Saved data entries:
== Segment start ==

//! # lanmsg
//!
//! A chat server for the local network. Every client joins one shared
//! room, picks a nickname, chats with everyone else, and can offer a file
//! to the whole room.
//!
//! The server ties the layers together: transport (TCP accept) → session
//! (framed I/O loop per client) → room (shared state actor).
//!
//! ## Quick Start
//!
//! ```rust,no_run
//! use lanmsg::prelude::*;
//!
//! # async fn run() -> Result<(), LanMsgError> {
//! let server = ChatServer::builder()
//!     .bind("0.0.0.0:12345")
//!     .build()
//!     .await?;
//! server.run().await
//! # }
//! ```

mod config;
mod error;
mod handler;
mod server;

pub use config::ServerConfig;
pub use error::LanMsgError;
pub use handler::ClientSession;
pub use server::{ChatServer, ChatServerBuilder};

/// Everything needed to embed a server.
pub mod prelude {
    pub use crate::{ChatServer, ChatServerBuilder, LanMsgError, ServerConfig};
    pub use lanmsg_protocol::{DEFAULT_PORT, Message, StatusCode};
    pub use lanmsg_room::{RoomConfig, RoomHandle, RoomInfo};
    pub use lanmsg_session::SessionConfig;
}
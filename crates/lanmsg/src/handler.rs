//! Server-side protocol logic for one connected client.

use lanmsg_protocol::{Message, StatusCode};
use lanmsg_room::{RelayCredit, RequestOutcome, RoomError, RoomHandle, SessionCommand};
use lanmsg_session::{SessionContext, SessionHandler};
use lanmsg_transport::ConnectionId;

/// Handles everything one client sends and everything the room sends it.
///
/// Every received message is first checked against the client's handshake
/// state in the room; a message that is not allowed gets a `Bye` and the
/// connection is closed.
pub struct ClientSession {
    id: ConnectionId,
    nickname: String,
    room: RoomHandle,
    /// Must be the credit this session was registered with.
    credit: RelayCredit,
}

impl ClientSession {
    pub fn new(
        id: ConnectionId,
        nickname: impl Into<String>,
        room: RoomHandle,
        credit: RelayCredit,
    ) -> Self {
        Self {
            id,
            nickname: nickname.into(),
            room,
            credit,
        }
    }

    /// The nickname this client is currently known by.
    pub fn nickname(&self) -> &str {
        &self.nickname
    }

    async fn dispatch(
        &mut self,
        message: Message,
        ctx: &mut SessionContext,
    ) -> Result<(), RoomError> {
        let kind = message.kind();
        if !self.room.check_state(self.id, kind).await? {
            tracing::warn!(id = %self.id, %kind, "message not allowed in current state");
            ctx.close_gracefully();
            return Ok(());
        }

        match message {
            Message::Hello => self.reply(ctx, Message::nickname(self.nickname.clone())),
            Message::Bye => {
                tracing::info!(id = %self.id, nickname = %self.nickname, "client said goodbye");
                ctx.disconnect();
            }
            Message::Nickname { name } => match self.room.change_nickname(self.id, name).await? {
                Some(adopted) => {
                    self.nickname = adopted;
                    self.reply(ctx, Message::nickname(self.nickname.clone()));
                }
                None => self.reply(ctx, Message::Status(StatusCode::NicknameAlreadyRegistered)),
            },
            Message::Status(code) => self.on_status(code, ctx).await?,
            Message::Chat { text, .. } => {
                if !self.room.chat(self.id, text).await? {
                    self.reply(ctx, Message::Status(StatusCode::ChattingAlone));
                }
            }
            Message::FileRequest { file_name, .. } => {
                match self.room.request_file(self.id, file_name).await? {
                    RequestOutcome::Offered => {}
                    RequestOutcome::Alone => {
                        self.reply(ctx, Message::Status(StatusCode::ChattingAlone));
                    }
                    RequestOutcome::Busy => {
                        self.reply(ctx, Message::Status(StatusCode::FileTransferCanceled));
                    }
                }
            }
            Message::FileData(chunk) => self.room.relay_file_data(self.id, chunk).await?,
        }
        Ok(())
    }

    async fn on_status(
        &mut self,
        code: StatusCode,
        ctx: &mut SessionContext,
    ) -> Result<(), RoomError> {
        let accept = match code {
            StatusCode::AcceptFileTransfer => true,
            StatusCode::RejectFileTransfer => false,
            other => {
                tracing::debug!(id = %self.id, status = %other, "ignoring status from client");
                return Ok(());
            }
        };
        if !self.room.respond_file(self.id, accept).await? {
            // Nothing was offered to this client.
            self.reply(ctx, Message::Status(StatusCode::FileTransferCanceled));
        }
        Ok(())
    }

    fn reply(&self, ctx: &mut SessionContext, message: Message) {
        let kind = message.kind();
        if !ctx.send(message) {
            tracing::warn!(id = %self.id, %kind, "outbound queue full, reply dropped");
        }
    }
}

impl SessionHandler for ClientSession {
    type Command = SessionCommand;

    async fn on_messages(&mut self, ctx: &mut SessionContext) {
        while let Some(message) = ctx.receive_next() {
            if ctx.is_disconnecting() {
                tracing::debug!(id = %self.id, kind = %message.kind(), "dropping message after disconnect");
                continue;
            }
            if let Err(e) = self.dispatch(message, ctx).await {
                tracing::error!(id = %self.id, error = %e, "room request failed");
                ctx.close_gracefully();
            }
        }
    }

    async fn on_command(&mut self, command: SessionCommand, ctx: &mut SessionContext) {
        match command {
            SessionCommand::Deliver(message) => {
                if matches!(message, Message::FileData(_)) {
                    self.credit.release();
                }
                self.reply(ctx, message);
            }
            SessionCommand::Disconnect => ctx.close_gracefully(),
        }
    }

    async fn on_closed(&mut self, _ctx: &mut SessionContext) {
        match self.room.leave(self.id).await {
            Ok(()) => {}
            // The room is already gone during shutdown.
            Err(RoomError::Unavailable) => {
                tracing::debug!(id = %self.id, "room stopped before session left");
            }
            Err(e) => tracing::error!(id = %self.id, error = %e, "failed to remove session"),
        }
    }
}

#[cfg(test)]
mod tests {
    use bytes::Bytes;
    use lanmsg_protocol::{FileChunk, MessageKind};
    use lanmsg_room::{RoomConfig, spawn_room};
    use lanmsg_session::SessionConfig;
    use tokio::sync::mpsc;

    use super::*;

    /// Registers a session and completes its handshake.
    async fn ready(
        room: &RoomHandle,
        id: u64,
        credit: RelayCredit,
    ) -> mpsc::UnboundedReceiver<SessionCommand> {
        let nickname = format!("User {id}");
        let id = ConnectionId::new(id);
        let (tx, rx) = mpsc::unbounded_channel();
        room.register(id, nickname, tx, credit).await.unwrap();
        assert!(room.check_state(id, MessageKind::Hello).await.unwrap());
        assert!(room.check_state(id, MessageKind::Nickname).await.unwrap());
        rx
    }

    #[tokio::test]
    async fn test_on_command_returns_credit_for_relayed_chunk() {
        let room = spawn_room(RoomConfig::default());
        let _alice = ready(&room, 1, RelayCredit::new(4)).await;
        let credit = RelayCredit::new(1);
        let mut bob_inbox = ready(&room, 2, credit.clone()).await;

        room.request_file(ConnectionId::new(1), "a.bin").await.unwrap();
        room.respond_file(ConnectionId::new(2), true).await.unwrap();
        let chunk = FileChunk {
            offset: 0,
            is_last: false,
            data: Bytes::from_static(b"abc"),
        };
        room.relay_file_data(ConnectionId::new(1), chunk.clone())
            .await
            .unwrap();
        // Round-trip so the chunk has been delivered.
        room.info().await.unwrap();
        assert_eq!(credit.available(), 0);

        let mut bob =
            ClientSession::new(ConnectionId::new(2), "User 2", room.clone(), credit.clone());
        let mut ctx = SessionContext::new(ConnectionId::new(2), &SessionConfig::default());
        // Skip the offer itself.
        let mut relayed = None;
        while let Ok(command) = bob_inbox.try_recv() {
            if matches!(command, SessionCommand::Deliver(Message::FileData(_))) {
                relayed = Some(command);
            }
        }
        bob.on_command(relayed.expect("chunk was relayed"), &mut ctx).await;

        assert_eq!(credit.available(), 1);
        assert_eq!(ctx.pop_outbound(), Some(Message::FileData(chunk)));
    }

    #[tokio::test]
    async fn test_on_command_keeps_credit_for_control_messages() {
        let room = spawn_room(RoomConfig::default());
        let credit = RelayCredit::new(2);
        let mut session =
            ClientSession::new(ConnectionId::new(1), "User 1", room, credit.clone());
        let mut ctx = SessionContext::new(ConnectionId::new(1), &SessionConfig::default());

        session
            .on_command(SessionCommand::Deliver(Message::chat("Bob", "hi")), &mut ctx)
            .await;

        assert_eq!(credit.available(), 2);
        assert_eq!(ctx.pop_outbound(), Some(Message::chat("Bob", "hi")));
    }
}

== Segment end ==

What is required. Give only the count of lines in the data that include the string "clone".

Task result. 6